L’information aurait pu être banale, un fait divers, comme on dit. A Tipaza, comme ailleurs, il n’y a pas grand monde à s’émouvoir de la mort d’un maçon, en dehors de sa famille et de ses voisins les plus proches.
La vie est injuste mais elle est ainsi. Les échafaudages chancelants parce que faits de bois pourri ou de métal mal ajusté et les conditions générales de sécurité dans lesquelles travaillent nos ouvriers du bâtiment, ce n’est pas vraiment une préoccupation pour ceux qui devraient… s’en préoccuper.
Des morts sur chantier, ce n’est pas ce qui doit manquer et ça ne mobilise ni les syndicats, ni les citoyens ordinaires. Les premiers ont d’autres priorités et d’autres centres d’intérêt pour leur action, les seconds ont appris à se résigner.
On meurt comme il est «écrit» qu’on meure. Mais on peut mourir sur un chantier et ne pas passer inaperçu quand même. Pour preuve, ce brave maçon qui a fait une chute d’un immeuble en construction au chantier des «102 logements promotionnels» près de Tipaza.

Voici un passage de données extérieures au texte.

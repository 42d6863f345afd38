/// Per-primitive display state.
#[derive(Debug, Clone, Copy, PartialEq, Eq, Default)]
pub struct DisplayStyle {
    /// Subdivision refinement level. Zero means unrefined.
    pub refine_level: i32,
    pub flat_shading: bool,
}

impl DisplayStyle {
    pub fn refined(refine_level: i32) -> Self {
        Self {
            refine_level,
            flat_shading: false,
        }
    }
}

/// Which faces are discarded when hit.
#[derive(Debug, Clone, Copy, PartialEq, Eq, Hash, Default)]
pub enum CullStyle {
    /// No opinion; treated as no culling.
    #[default]
    DontCare,
    Nothing,
    Back,
    Front,
    BackUnlessDoubleSided,
    FrontUnlessDoubleSided,
}

impl CullStyle {
    /// Whether a hit on a face of the given orientation is discarded.
    pub fn culls(self, front_facing: bool, double_sided: bool) -> bool {
        match self {
            CullStyle::DontCare | CullStyle::Nothing => false,
            CullStyle::Back => !front_facing,
            CullStyle::Front => front_facing,
            CullStyle::BackUnlessDoubleSided => !front_facing && !double_sided,
            CullStyle::FrontUnlessDoubleSided => front_facing && !double_sided,
        }
    }
}
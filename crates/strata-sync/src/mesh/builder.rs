//! Conversion of mesh topology into backend build descriptions.

use strata_scene::SubdivTags;

use crate::backend::{BoundaryMode, SubdivisionDesc};
use crate::topology::MeshTopology;

/// Backend tessellation rate for a refine level.
///
/// Refine levels count recursive splits, the backend wants segments per
/// edge. A rate of 1 would be the unrefined cage, so the minimum is 2.
pub fn tessellation_rate(refine_level: i32) -> f32 {
    let level = refine_level.clamp(0, 16) as u32;
    (1u32 << level).max(2) as f32
}

/// Boundary interpolation for a vertex interpolation rule.
///
/// `None` for an empty rule; unknown rules are warned about and ignored.
pub fn boundary_mode(rule: &str) -> Option<BoundaryMode> {
    match rule {
        "none" => Some(BoundaryMode::NoBoundary),
        "edgeOnly" => Some(BoundaryMode::SmoothBoundary),
        "edgeAndCorner" => Some(BoundaryMode::PinCorners),
        "" => None,
        other => {
            tracing::warn!(rule = other, "Unknown vertex interpolation rule");
            None
        }
    }
}

/// Unroll run-length encoded crease edges.
///
/// A run of `n` vertices contributes `n - 1` edges. Weights are per run when
/// there is one weight per run, otherwise per edge. Runs reaching past the
/// index array end the unrolling with a warning.
pub fn unroll_edge_creases(tags: &SubdivTags) -> (Vec<[u32; 2]>, Vec<f32>) {
    let per_run = tags.crease_weights.len() == tags.crease_lengths.len();
    let mut edges = Vec::new();
    let mut weights = Vec::new();
    let mut start = 0usize;

    for (run, &length) in tags.crease_lengths.iter().enumerate() {
        let length = length.max(0) as usize;
        let Some(vertices) = tags.crease_indices.get(start..start + length) else {
            tracing::warn!(
                run,
                length,
                indices = tags.crease_indices.len(),
                "Crease run exceeds crease indices"
            );
            break;
        };
        for pair in vertices.windows(2) {
            let weight = if per_run {
                tags.crease_weights[run]
            } else {
                tags.crease_weights.get(edges.len()).copied().unwrap_or(0.0)
            };
            edges.push([pair[0].max(0) as u32, pair[1].max(0) as u32]);
            weights.push(weight);
        }
        start += length;
    }
    (edges, weights)
}

/// Full subdivision description for `topology`.
pub fn subdivision_desc(topology: &MeshTopology) -> SubdivisionDesc {
    let to_u32 = |values: &[i32]| values.iter().map(|v| (*v).max(0) as u32).collect::<Vec<_>>();
    let tags = topology.subdiv_tags();
    let (edge_creases, edge_crease_weights) = unroll_edge_creases(tags);

    let (vertex_creases, vertex_crease_weights) =
        if tags.corner_indices.len() == tags.corner_weights.len() {
            (to_u32(&tags.corner_indices), tags.corner_weights.clone())
        } else {
            tracing::warn!(
                indices = tags.corner_indices.len(),
                weights = tags.corner_weights.len(),
                "Vertex crease indices and weights differ in length, ignoring vertex creases"
            );
            (Vec::new(), Vec::new())
        };

    SubdivisionDesc {
        face_vertex_counts: to_u32(topology.face_vertex_counts()),
        face_vertex_indices: to_u32(topology.face_vertex_indices()),
        holes: to_u32(topology.hole_indices()),
        edge_creases,
        edge_crease_weights,
        vertex_creases,
        vertex_crease_weights,
    }
}
//! Integration tests for mesh synchronization.
//!
//! Every test runs the full delegate against the in-process arena backend
//! and a recording mock scene.

use std::sync::Arc;

use strata_core::math::{Mat4, Vec3};
use strata_scene::{
    ComputedPrimvar, CullStyle, Interpolation, MeshTopologyDesc, PrimId, SubdivTags, Value,
};
use strata_sync::backend::{BoundaryMode, GeometryBackend};
use strata_sync::prelude::*;
use strata_sync::{ArenaBackend, BuildState, GeometryMode};
use strata_test_utils::{fixtures, MockSceneDelegate};

const HULL: &str = "hull";
const REFINED: &str = "refined";

fn delegate_with(config: SyncConfig) -> RenderDelegate {
    strata_core::logging::init();
    let mut delegate = RenderDelegate::new(config).expect("create delegate");
    delegate.configure_mesh_repr(HULL, [ReprDesc::new(GeomStyle::Hull)]);
    delegate.configure_mesh_repr(REFINED, [ReprDesc::new(GeomStyle::Refined)]);
    delegate
}

fn delegate() -> RenderDelegate {
    delegate_with(SyncConfig::default())
}

/// Sync once and commit, returning the bits left dirty.
fn sync(
    delegate: &RenderDelegate,
    scene: &MockSceneDelegate,
    id: &PrimId,
    bits: DirtyBits,
    repr: &str,
) -> DirtyBits {
    let remaining = delegate.sync(scene, id, bits, repr).expect("sync");
    delegate.commit().expect("commit");
    remaining
}

fn add_mesh(
    delegate: &RenderDelegate,
    scene: &MockSceneDelegate,
    path: &str,
    prim: strata_test_utils::MockPrim,
) -> (PrimId, DirtyBits) {
    let id = PrimId::new(path);
    scene.add_prim(id.clone(), prim);
    let bits = delegate.insert_mesh(id.clone());
    (id, bits)
}

// ============================================================================
// Dirty Bits
// ============================================================================

#[test]
fn test_first_sync_clears_scene_bits() {
    let delegate = delegate();
    let scene = MockSceneDelegate::new();
    let (id, bits) = add_mesh(&delegate, &scene, "/quad", fixtures::quad());

    assert_eq!(bits, DirtyBits::INITIAL_MESH);
    assert_eq!(delegate.initial_dirty_bits(&id).unwrap(), DirtyBits::INITIAL_MESH);

    let remaining = sync(&delegate, &scene, &id, bits, HULL);
    assert_eq!(remaining, DirtyBits::CLEAN);
    delegate
        .with_mesh(&id, |mesh| {
            assert_eq!(mesh.state(), BuildState::Built(GeometryMode::Triangulated));
            assert!(mesh.geometry().is_some());
            assert_eq!(mesh.points().len(), 4);
        })
        .unwrap();
}
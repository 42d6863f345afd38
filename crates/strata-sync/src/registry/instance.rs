//! Single-flight, per-key instance table.

use std::hash::Hash;
use std::sync::Arc;

use parking_lot::{ArcMutexGuard, Mutex, RawMutex};
use strata_core::alloc::HashMap;

type Slot<V> = Arc<Mutex<Option<V>>>;

/// Content-addressed table where the first caller for a key builds the
/// value and everyone else reuses it.
///
/// The table lock is only held long enough to find or create the key's slot.
/// Each slot has its own mutex, held by the returned [`RegistryInstance`], so
/// callers racing on the same key are serialized while unrelated keys
/// proceed in parallel. Entries are never evicted.
pub struct InstanceRegistry<K, V> {
    slots: Mutex<HashMap<K, Slot<V>>>,
}

impl<K, V> Default for InstanceRegistry<K, V> {
    fn default() -> Self {
        Self {
            slots: Mutex::new(HashMap::new()),
        }
    }
}

impl<K: Hash + Eq, V: Clone> InstanceRegistry<K, V> {
    pub fn new() -> Self {
        Self::default()
    }

    /// Claim the slot for `key`, blocking while another caller holds it.
    pub fn register(&self, key: K) -> RegistryInstance<V> {
        let slot = {
            let mut slots = self.slots.lock();
            slots.entry(key).or_default().clone()
        };
        RegistryInstance {
            guard: slot.lock_arc(),
        }
    }

    pub fn len(&self) -> usize {
        self.slots.lock().len()
    }

    pub fn is_empty(&self) -> bool {
        self.slots.lock().is_empty()
    }
}

/// Exclusive claim on one registry key.
///
/// Dropping it releases the key. If the holder was the first instance and
/// dropped it without calling [`RegistryInstance::set_value`], the next
/// caller becomes the builder instead.
pub struct RegistryInstance<V> {
    guard: ArcMutexGuard<RawMutex, Option<V>>,
}

impl<V: Clone> RegistryInstance<V> {
    /// True if no value has been published for this key yet, so the holder
    /// is responsible for building it.
    pub fn is_first_instance(&self) -> bool {
        self.guard.is_none()
    }

    pub fn set_value(&mut self, value: V) {
        *self.guard = Some(value);
    }

    pub fn value(&self) -> Option<V> {
        self.guard.clone()
    }
}
//! Per-primitive dirty bits.

use bitflags::bitflags;

bitflags! {
    /// What changed on a primitive since its last sync.
    ///
    /// The low 24 bits are scene-level categories set by the change tracker.
    /// Bits from [`DirtyBits::CUSTOM_BITS_BEGIN`] upward belong to the
    /// primitive's draw items and are registered lazily.
    #[derive(Debug, Clone, Copy, PartialEq, Eq, Hash, Default)]
    pub struct DirtyBits: u32 {
        /// Nothing to do.
        const CLEAN             = 0;

        /// The representation has never been synthesized.
        const INIT_REPR         = 1 << 0;
        /// Point positions changed.
        const POINTS            = 1 << 1;
        /// Connectivity changed. Forces a structural rebuild.
        const TOPOLOGY          = 1 << 2;
        const TRANSFORM         = 1 << 3;
        const VISIBILITY        = 1 << 4;
        const CULL_STYLE        = 1 << 5;
        const DOUBLE_SIDED      = 1 << 6;
        /// Refine level or flat shading changed.
        const DISPLAY_STYLE     = 1 << 7;
        const SUBDIV_TAGS       = 1 << 8;
        /// Any primvar other than points, normals and widths.
        const PRIMVAR           = 1 << 9;
        const NORMALS           = 1 << 10;
        const WIDTHS            = 1 << 11;
        /// The instancer changed which instances exist.
        const INSTANCER         = 1 << 12;
        const INSTANCE_INDEX    = 1 << 13;

        /// Index buffer of refined/points draw items.
        const DIRTY_INDICES      = 1 << 24;
        /// Index buffer of hull draw items.
        const DIRTY_HULL_INDICES = 1 << 25;
    }
}

impl DirtyBits {
    /// First bit available to draw-item specific flags.
    pub const CUSTOM_BITS_BEGIN: u32 = 1 << 24;

    /// Every scene-level category.
    pub const ALL_SCENE_DIRTY_BITS: Self = Self::from_bits_retain(Self::CUSTOM_BITS_BEGIN - 1);

    /// Draw-item index buffer bits that a topology change implies.
    pub const INDEX_BITS: Self = Self::DIRTY_INDICES.union(Self::DIRTY_HULL_INDICES);

    /// Any bit that says a primvar value must be re-pulled.
    pub const ANY_PRIMVAR: Self = Self::POINTS
        .union(Self::NORMALS)
        .union(Self::WIDTHS)
        .union(Self::PRIMVAR);

    /// Bits a mesh needs for its first sync.
    pub const INITIAL_MESH: Self = Self::INIT_REPR
        .union(Self::POINTS)
        .union(Self::TOPOLOGY)
        .union(Self::TRANSFORM)
        .union(Self::VISIBILITY)
        .union(Self::CULL_STYLE)
        .union(Self::DOUBLE_SIDED)
        .union(Self::DISPLAY_STYLE)
        .union(Self::SUBDIV_TAGS)
        .union(Self::PRIMVAR)
        .union(Self::NORMALS)
        .union(Self::INSTANCER)
        .union(Self::INSTANCE_INDEX);

    /// Bits a curves primitive needs for its first sync.
    pub const INITIAL_CURVES: Self = Self::INIT_REPR
        .union(Self::POINTS)
        .union(Self::TOPOLOGY)
        .union(Self::TRANSFORM)
        .union(Self::VISIBILITY)
        .union(Self::DISPLAY_STYLE)
        .union(Self::PRIMVAR)
        .union(Self::NORMALS)
        .union(Self::WIDTHS)
        .union(Self::INSTANCER)
        .union(Self::INSTANCE_INDEX);

    /// The bit that tracks a primvar by name.
    pub fn for_primvar(name: &str) -> Self {
        match name {
            "points" => Self::POINTS,
            "normals" => Self::NORMALS,
            "widths" => Self::WIDTHS,
            _ => Self::PRIMVAR,
        }
    }

    /// Whether the primvar called `name` must be re-pulled.
    #[inline]
    pub fn is_primvar_dirty(self, name: &str) -> bool {
        self.intersects(Self::for_primvar(name))
    }

    #[inline]
    pub fn is_any_primvar_dirty(self) -> bool {
        self.intersects(Self::ANY_PRIMVAR)
    }

    #[inline]
    pub fn is_topology_dirty(self) -> bool {
        self.contains(Self::TOPOLOGY)
    }

    /// Any instancing-related change.
    #[inline]
    pub fn is_instancing_dirty(self) -> bool {
        self.intersects(Self::INSTANCER | Self::INSTANCE_INDEX)
    }

    /// Scene bits only, without draw-item bits.
    #[inline]
    pub fn scene_bits(self) -> Self {
        self & Self::ALL_SCENE_DIRTY_BITS
    }

    /// Draw-item bits only.
    #[inline]
    pub fn custom_bits(self) -> Self {
        self - Self::ALL_SCENE_DIRTY_BITS
    }

    /// Expand scene bits into the draw-item bits they imply.
    ///
    /// A topology change dirties every index bit in `custom_in_use`. Never
    /// removes a bit, and applying it twice is the same as applying it once.
    pub fn propagate(self, custom_in_use: DirtyBits) -> Self {
        if self.is_topology_dirty() {
            self | (custom_in_use & Self::INDEX_BITS)
        } else {
            self
        }
    }
}

#[cfg(test)]
mod tests {
    use super::*;

    #[test]
    fn test_initial_bits_not_clean() {
        assert!(!DirtyBits::INITIAL_MESH.is_empty());
        assert!(DirtyBits::INITIAL_MESH.is_topology_dirty());
        assert!(DirtyBits::INITIAL_CURVES.contains(DirtyBits::WIDTHS));
        assert!(DirtyBits::INITIAL_MESH.custom_bits().is_empty());
    }

    #[test]
    fn test_primvar_name_mapping() {
        assert!(DirtyBits::POINTS.is_primvar_dirty("points"));
        assert!(!DirtyBits::POINTS.is_primvar_dirty("displayColor"));
        assert!(DirtyBits::PRIMVAR.is_primvar_dirty("displayColor"));
        assert!(DirtyBits::WIDTHS.is_primvar_dirty("widths"));
        assert!(!DirtyBits::PRIMVAR.is_primvar_dirty("normals"));
    }

    #[test]
    fn test_propagate_topology() {
        let in_use = DirtyBits::DIRTY_HULL_INDICES;
        let bits = DirtyBits::TOPOLOGY.propagate(in_use);
        assert_eq!(bits, DirtyBits::TOPOLOGY | DirtyBits::DIRTY_HULL_INDICES);
        assert_eq!(bits.propagate(in_use), bits);
    }

    #[test]
    fn test_propagate_without_topology() {
        let bits = DirtyBits::POINTS.propagate(DirtyBits::INDEX_BITS);
        assert_eq!(bits, DirtyBits::POINTS);
    }

    #[test]
    fn test_scene_and_custom_split() {
        let bits = DirtyBits::POINTS | DirtyBits::DIRTY_INDICES;
        assert_eq!(bits.scene_bits(), DirtyBits::POINTS);
        assert_eq!(bits.custom_bits(), DirtyBits::DIRTY_INDICES);
    }
}
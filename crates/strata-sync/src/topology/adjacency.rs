use strata_core::alloc::HashSet;
use strata_core::math::Vec3;
use strata_core::profiling::profile_function;

use super::MeshTopology;

/// Vertex to incident-face table, used for smooth normals.
///
/// Stored CSR style: faces touching vertex `v` are
/// `faces[offsets[v]..offsets[v + 1]]`.
#[derive(Debug, Clone, Default, PartialEq, Eq)]
pub struct Adjacency {
    offsets: Vec<u32>,
    faces: Vec<u32>,
}

impl Adjacency {
    pub fn build(topology: &MeshTopology) -> Self {
        profile_function!();
        let num_points = topology.num_points();
        let holes: HashSet<i32> = topology.hole_indices().iter().copied().collect();

        let mut counts = vec![0u32; num_points + 1];
        for (face, _, verts) in topology.faces() {
            if holes.contains(&(face as i32)) {
                continue;
            }
            for &v in verts.iter().filter(|v| **v >= 0) {
                counts[v as usize + 1] += 1;
            }
        }
        for i in 1..counts.len() {
            counts[i] += counts[i - 1];
        }

        let offsets = counts.clone();
        let mut cursor = counts;
        let mut faces = vec![0u32; offsets.last().copied().unwrap_or(0) as usize];
        for (face, _, verts) in topology.faces() {
            if holes.contains(&(face as i32)) {
                continue;
            }
            for &v in verts.iter().filter(|v| **v >= 0) {
                let slot = &mut cursor[v as usize];
                faces[*slot as usize] = face as u32;
                *slot += 1;
            }
        }

        Self { offsets, faces }
    }

    pub fn num_points(&self) -> usize {
        self.offsets.len().saturating_sub(1)
    }

    /// Faces incident to vertex `v`.
    pub fn faces_of(&self, v: usize) -> &[u32] {
        match (self.offsets.get(v), self.offsets.get(v + 1)) {
            (Some(&start), Some(&end)) => &self.faces[start as usize..end as usize],
            _ => &[],
        }
    }

    /// Area-weighted vertex normals for `points`.
    ///
    /// Indices outside `points` are ignored. Vertices with no usable face get
    /// a zero normal.
    pub fn compute_smooth_normals(&self, topology: &MeshTopology, points: &[Vec3]) -> Vec<Vec3> {
        profile_function!();
        let mut face_normals = vec![Vec3::ZERO; topology.num_faces()];
        for (face, _, verts) in topology.faces() {
            face_normals[face] = newell_normal(verts, points);
        }

        (0..points.len())
            .map(|v| {
                self.faces_of(v)
                    .iter()
                    .map(|face| face_normals[*face as usize])
                    .sum::<Vec3>()
                    .normalize_or_zero()
            })
            .collect()
    }
}

/// Un-normalized polygon normal; its length is twice the polygon area.
fn newell_normal(verts: &[i32], points: &[Vec3]) -> Vec3 {
    let fetch = |i: i32| usize::try_from(i).ok().and_then(|i| points.get(i)).copied();
    let mut normal = Vec3::ZERO;
    for (k, &a) in verts.iter().enumerate() {
        let b = verts[(k + 1) % verts.len()];
        let (Some(p), Some(q)) = (fetch(a), fetch(b)) else {
            return Vec3::ZERO;
        };
        normal += p.cross(q);
    }
    normal
}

Il y a beaucoup de maçons qui perdent la vie en tombant d’un échafaudage chancelant mais ce n’est pas tous les jours que l’ambulance envoyée sur les lieux de l’accident pour évacuer un blessé dans un état critique est bloquée par la voiture d’un… député qui obstrue le passage depuis prés de deux semaines.
Après avoir vainement interpellé l’«élu du peuple» pour déplacer son véhicule et libérer la route qui mène au chantier, le promoteur du projet aurait même saisi le président de l’Assemblée nationale dans l’espoir de lui faire entendre raison !
Manifestement trop occupé à… empêcher le débat sur la corruption en organisant le chahut des questions orales au gouvernement autour du sujet, M. Ould Khelifa n’a pas répondu.
On ne dérange pas un si haut responsable de l’Etat pour si peu. Sinon, le député de la «majorité» ne se serait pas découvert le droit de garer sa voiture où il veut.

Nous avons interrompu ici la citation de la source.